Kaspersky may have asked you whether or not to remove and you may have chosen to leave it or create an excusion.
If the timestamps are correct, this was almost a year ago.
You won’t really remember what buttons you’ve clicked a year ago.
Other possible reasons could include Kaspersky settings being tampered with, heuristic checks lowered (or even disabled) or having entire modules disabled.
If Kaspersky was up and running and everything was configured properly (which I doubt) then the file was just unknown to Kaspersky. You may have disabled the cloud as well for privacy (for example you may have encountered some pro-privacy-fanatic instructions how to configure it for privacy). I wouldn’t be surprised.

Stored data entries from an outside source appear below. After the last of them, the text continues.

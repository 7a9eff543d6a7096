//! Response and command formatting for the non-interactive paths.

use anyhow::Result;
use serde_json::Value;

/// Pretty-print response data as JSON, or as YAML with `--yaml`.
pub fn format_data(data: &Value, yaml: bool) -> Result<String> {
    if yaml {
        Ok(serde_yaml::to_string(data)?.trim_end().to_string())
    } else {
        Ok(serde_json::to_string_pretty(data)?)
    }
}

/// An equivalent cURL command line for `--curl`.
pub fn curl_command(endpoint: &str, body: &Value) -> String {
    format!(
        "curl -X POST \\\n     -H 'content-type: application/json' \\\n     '{endpoint}' \\\n     -d '{body}'"
    )
}

#[cfg(test)]
mod tests {
    use super::*;
    use pretty_assertions::assert_eq;
    use serde_json::json;

    #[test]
    fn it_formats_json_and_yaml() {
        let data = json!({ "a": { "b": 1 } });

        assert_eq!(format_data(&data, false).unwrap(), "{\n  \"a\": {\n    \"b\": 1\n  }\n}");
        assert_eq!(format_data(&data, true).unwrap(), "a:\n  b: 1");
    }

    #[test]
    fn it_formats_a_curl_command() {
        let body = json!({ "query": "query Query {a}" });

        assert_eq!(
            curl_command("http://localhost/graphql", &body),
            "curl -X POST \\\n     \
             -H 'content-type: application/json' \\\n     \
             'http://localhost/graphql' \\\n     \
             -d '{\"query\":\"query Query {a}\"}'"
        );
    }
}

We can’t really give you the full picture. If you don’t know what’s going on on your system, we know even less than you.
We have the file and we have a few screenshots, for us to be able to tell you what, why, when, we are gonna need the Kaspersky logs and configuration (which are already gone) and some other Windows logs (most of which are disabled by default).
As it was already noted by
@Khushal ,
@Divergent,
@stonjean633 and other users, the trojan is gone, removed and it is an infostealer built from the ground up for quiet and continuous exfiltration.
Whoever purchased a toolkit for ~50 bucks a month to build this infostealer has no interest whatsoever in damaging your files, games, mods and anything else that you keep on your drive.
The Lumma Stealer by Kaspersky and Eset is reported as very prevalent and the main 2 paths of arrival are fake captcha and pirated content. It is highly likely that you thought Kaspersky yet again was blocking some cracked content, you’ve switched off or excluded the file but it was actually real malware.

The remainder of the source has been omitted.